═════ RECORDS SHOWN

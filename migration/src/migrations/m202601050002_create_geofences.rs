use sea_orm_migration::prelude::*;

pub struct Migration;

impl MigrationName for Migration {
    fn name(&self) -> &str {
        "m202601050002_create_geofences"
    }
}

#[async_trait::async_trait]
impl MigrationTrait for Migration {
    async fn up(&self, manager: &SchemaManager) -> Result<(), DbErr> {
        manager
            .create_table(
                Table::create()
                    .table(Alias::new("geofences"))
                    .if_not_exists()
                    .col(ColumnDef::new(Alias::new("id")).integer().not_null().auto_increment().primary_key())
                    .col(ColumnDef::new(Alias::new("location")).string().not_null())
                    .col(ColumnDef::new(Alias::new("latitude")).double().not_null())
                    .col(ColumnDef::new(Alias::new("longitude")).double().not_null())
                    .col(ColumnDef::new(Alias::new("radius")).double().not_null())
                    .to_owned(),
            )
            .await
    }

    async fn down(&self, manager: &SchemaManager) -> Result<(), DbErr> {
        manager
            .drop_table(Table::drop().table(Alias::new("geofences")).to_owned())
            .await
    }
}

══════════

◆ ASSIGNMENT
Working through the entries above, copy every line in which "double" is found.

◆ EXPECTED ANSWER
                    .col(ColumnDef::new(Alias::new("latitude")).double().not_null())
                    .col(ColumnDef::new(Alias::new("longitude")).double().not_null())
                    .col(ColumnDef::new(Alias::new("radius")).double().not_null())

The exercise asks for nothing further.